Challenges remain for the effective translation and application of biomaterials with drug delivery systems (BDDS) into clinical practice. Sterilizing drug carriers after assembly is an unresolved issue62. We used pre-assembly sterilization for individual components before combining them into drug carriers in a sterile environment. This method requires strict sterile conditions, posing contamination risks during large-scale production. The diverse compositions of materials enable their application in complex conditions; for instance, metal materials may be sterilized using high-pressure sterilizers, ultraviolet irradiation, ethylene oxide, reactive ion plasma, and heating systems. However, these sterilization methods may damage drug delivery materials, organic coatings, or drugs63. Hydrogels and other organic polymer materials hold significant potential for clinical applications. However, a critical sterilization process must be employed to bring these materials to market. Common sterilization methods, such as heat and irradiation, can degrade or cross-link polysaccharides, negatively affecting hydrogel performance. Therefore, resolving the sterilization issue is a priority64,65. Recently, Yuan et al. used electron beam (EB) irradiation innovatively for the sterilization of freeze-dried hydrogels. This method effectively sterilizes hydrogels while preserving their properties, facilitating the clinical translation of related materials66.We recommend that each component be subjected to appropriate sterilization methods and assembled under strictly sterile conditions to ensure the absolute sterility of the implants67. Additionally, given the nature of the drugs and hydrogel coatings, materials should be transported and stored under low-temperature and light-protected conditions to maintain the effectiveness of the antimicrobial coatings.

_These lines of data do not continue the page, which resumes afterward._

// SPDX-License-Identifier: BUSL-1.1
// Copyright (c) 2026 Alfred Jean LLC

//! Foreground notification presentation while a session runs.

use dnd_adapters::SessionFlagStore;
use dnd_core::{decide, session_flag_key, NotificationPayload, Presentation, PresentationOptions};

/// Reads the session flag and applies the presentation rule.
///
/// Never writes the flag and never touches the interruption filter.
#[derive(Clone)]
pub struct PresentationDecider<S> {
    store: S,
    key: String,
}

impl<S: SessionFlagStore> PresentationDecider<S> {
    /// Decider reading `<app_id>.session_running`.
    pub fn new(store: S, app_id: &str) -> Self {
        Self::with_key(store, session_flag_key(app_id))
    }

    pub fn with_key(store: S, key: impl Into<String>) -> Self {
        Self {
            store,
            key: key.into(),
        }
    }

    pub fn key(&self) -> &str {
        &self.key
    }

    /// Session flag as currently stored. An unreadable flag counts as unset.
    pub fn session_active(&self) -> bool {
        match self.store.is_set(&self.key) {
            Ok(active) => active,
            Err(e) => {
                tracing::warn!(key = %self.key, error = %e, "session flag unreadable, using default presentation");
                false
            }
        }
    }

    pub fn decide(&self, payload: &NotificationPayload) -> Presentation {
        let presentation = decide(self.session_active(), payload);
        tracing::debug!(tag = ?payload.tag(), %presentation, "decided presentation");
        presentation
    }

    /// Option set to hand the OS, or `None` to defer to its default handling.
    pub fn options_for(&self, payload: &NotificationPayload) -> Option<PresentationOptions> {
        self.decide(payload).options()
    }
}

#[cfg(test)]
#[path = "presenter_tests.rs"]
mod tests;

The application scenarios of orthopedic implants vary by type. Titanium, the most common orthopedic material, has excellent biocompatibility and osseointegration, enabling its wide use in joint prostheses. Our research is based on titanium’s superior osseointegration properties. Thus, this study focused on the drug release performance and antibacterial properties of drug-loaded materials. The impact of polymer coatings on osseointegration after titanium coating needs further exploration. We plan to design various titanium materials with polymer coatings for specific applications. PJI is one of the most catastrophic complications following joint replacement surgery, making early prevention and diagnosis critical for patient outcomes. According to the literature, the highest risk period for PJI is within the first two years post-surgery, accounting for 60% to 70% of all cases53,68. Furthermore, the rough surface of joint prostheses facilitates bacterial colonization and biofilm formation, leading to antibiotic resistance and reduced antibiotic efficacy69. In this study, we believe our composite material effectively addresses these challenges. First, it provides an early and timely antibacterial response, effectively controlling infection. Second, the presence of polymers and antibiotics can prevent or slow bacterial biofilm formation, improving conditions for other treatments. We will use suitable animal models to investigate osseointegration and antibacterial properties, aiming to develop orthopedic materials with excellent osseointegration and antibacterial properties for clinical use.

Conclusion

  1. 1.

    3D-printed titanium materials coated with mPEG750-b-PCL2500 hydrogel and PCL film exhibit high biocompatibility, enabling their use as effective drug carriers.

  2. 2.

    Our findings indicate that the material achieves stable antibiotic release in response to bacterial infection, inhibiting bacterial growth.

  3. 3.

    In future clinical applications, this approach could offer a novel antibacterial strategy for joint prostheses. It has the potential to inhibit or eliminate pathogens early after joint replacement surgery, preventing PJI. This would reduce both economic costs and physiological burden for patients.